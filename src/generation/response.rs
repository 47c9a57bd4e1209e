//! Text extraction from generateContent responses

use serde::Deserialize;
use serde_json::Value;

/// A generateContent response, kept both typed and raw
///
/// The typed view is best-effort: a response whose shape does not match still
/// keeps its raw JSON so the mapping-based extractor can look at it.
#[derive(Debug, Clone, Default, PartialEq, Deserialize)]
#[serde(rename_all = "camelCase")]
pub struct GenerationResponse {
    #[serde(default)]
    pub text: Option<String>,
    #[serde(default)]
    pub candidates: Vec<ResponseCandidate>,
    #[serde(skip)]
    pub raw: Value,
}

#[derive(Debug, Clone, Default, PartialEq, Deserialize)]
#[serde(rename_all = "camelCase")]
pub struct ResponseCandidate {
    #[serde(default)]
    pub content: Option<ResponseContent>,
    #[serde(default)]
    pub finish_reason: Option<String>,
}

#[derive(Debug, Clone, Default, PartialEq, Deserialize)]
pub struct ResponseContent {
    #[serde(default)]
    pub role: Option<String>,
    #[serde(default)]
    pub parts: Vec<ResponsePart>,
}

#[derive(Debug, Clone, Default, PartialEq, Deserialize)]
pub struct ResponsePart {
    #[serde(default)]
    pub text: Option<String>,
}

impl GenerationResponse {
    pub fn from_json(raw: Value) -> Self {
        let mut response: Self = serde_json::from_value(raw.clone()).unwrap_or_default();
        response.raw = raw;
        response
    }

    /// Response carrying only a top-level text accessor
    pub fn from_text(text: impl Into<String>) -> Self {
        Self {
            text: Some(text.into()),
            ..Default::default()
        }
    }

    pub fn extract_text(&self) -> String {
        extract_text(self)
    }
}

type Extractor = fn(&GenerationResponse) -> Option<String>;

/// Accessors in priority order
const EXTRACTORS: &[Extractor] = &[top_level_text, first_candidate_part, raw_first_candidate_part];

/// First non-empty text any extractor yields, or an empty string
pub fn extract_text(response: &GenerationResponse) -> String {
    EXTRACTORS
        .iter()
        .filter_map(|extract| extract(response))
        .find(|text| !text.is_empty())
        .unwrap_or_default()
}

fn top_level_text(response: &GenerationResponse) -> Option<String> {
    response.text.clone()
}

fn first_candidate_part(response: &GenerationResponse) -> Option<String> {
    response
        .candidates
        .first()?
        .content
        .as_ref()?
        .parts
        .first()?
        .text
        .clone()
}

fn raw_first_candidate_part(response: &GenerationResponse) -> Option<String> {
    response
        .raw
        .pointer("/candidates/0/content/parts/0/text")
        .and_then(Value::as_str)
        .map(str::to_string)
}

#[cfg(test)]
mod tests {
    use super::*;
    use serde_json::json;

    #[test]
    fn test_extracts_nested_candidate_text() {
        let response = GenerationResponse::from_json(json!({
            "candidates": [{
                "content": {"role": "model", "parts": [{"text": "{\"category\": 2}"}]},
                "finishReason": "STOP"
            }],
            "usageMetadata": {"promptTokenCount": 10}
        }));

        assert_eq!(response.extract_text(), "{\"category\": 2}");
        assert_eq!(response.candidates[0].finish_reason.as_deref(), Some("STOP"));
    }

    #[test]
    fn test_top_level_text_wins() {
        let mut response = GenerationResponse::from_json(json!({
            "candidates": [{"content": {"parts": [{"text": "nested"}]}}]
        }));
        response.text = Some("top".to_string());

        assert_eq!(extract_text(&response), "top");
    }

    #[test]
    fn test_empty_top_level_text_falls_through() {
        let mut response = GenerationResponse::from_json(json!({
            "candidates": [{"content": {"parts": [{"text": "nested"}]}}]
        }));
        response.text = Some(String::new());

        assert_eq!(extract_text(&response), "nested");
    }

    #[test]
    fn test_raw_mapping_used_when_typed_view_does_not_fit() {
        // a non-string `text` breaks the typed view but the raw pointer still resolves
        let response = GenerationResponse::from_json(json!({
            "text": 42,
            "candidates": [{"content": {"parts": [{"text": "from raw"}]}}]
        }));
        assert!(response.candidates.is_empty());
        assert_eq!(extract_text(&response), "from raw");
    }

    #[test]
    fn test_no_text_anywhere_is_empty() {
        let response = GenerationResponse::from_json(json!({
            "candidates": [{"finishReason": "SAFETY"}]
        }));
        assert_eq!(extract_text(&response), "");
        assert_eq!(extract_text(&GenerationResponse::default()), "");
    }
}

...

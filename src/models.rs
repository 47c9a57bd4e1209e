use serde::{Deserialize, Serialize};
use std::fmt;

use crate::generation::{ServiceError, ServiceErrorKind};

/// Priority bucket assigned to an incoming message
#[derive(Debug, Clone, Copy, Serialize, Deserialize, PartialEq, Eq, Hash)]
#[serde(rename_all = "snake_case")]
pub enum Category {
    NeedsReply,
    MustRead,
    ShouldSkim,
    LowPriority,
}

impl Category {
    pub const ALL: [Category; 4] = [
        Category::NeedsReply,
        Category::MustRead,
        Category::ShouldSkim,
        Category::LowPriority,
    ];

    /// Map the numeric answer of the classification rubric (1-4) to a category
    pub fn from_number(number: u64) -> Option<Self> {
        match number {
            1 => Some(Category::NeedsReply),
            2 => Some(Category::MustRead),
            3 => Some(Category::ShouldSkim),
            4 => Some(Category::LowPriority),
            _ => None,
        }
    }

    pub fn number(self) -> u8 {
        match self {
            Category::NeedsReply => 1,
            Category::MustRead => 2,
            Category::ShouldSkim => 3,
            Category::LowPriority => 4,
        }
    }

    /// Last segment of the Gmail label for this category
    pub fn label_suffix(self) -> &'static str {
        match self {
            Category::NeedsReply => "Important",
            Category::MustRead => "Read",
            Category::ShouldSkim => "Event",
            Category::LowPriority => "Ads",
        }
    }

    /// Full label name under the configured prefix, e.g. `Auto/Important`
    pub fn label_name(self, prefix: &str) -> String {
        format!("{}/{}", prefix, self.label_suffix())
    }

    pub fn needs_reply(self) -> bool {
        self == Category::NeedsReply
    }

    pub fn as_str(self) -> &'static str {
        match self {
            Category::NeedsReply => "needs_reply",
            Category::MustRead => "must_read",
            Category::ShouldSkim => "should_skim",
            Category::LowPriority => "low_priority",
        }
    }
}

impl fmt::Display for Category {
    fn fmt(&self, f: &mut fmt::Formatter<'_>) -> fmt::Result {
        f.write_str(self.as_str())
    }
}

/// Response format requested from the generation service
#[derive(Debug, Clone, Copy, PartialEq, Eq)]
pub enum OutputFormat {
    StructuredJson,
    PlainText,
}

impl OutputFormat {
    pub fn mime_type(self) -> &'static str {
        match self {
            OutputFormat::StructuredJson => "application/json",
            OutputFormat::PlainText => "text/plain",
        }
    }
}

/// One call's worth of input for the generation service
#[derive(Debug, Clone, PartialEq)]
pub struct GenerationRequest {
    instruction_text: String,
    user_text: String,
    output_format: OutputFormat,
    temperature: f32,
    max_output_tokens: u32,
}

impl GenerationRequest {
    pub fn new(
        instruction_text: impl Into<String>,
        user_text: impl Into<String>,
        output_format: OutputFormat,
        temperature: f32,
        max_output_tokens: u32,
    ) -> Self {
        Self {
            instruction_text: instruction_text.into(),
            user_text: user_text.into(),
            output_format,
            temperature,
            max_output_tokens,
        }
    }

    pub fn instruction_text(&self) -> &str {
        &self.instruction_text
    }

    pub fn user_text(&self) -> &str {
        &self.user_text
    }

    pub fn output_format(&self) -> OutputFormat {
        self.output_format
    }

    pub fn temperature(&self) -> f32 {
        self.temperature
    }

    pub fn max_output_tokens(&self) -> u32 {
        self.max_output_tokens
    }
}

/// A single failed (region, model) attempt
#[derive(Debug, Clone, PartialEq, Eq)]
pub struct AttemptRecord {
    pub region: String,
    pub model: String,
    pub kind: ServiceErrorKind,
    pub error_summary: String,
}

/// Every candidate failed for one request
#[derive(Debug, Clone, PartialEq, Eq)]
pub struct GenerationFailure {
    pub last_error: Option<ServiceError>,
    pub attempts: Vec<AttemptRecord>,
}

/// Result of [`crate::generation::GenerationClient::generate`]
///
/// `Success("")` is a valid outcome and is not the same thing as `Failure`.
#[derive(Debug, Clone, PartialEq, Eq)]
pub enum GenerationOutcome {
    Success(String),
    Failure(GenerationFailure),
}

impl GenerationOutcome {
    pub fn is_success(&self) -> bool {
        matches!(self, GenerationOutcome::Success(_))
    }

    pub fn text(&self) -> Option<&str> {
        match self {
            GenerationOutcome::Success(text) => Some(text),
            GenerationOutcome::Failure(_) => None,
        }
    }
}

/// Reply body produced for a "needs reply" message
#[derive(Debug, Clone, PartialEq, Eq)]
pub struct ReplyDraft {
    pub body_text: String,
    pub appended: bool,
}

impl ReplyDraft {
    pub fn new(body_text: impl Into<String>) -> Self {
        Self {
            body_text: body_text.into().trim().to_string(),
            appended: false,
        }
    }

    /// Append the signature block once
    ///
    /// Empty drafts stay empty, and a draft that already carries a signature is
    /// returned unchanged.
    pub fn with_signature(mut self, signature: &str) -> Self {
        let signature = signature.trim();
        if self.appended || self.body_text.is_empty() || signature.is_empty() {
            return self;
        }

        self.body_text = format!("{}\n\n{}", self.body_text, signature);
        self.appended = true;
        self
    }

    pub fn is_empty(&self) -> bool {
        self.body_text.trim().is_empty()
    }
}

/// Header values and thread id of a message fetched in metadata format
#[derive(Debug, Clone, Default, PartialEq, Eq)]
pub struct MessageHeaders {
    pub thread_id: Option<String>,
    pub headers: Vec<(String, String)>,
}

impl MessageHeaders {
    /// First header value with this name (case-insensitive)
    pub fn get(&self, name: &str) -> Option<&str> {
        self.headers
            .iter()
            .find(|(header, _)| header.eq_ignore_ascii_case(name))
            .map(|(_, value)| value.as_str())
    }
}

> _The task_
Each line in the data where the string "None" occurs should be identified and copied.

> _Exercise output_
            _ => None,
            GenerationOutcome::Failure(_) => None,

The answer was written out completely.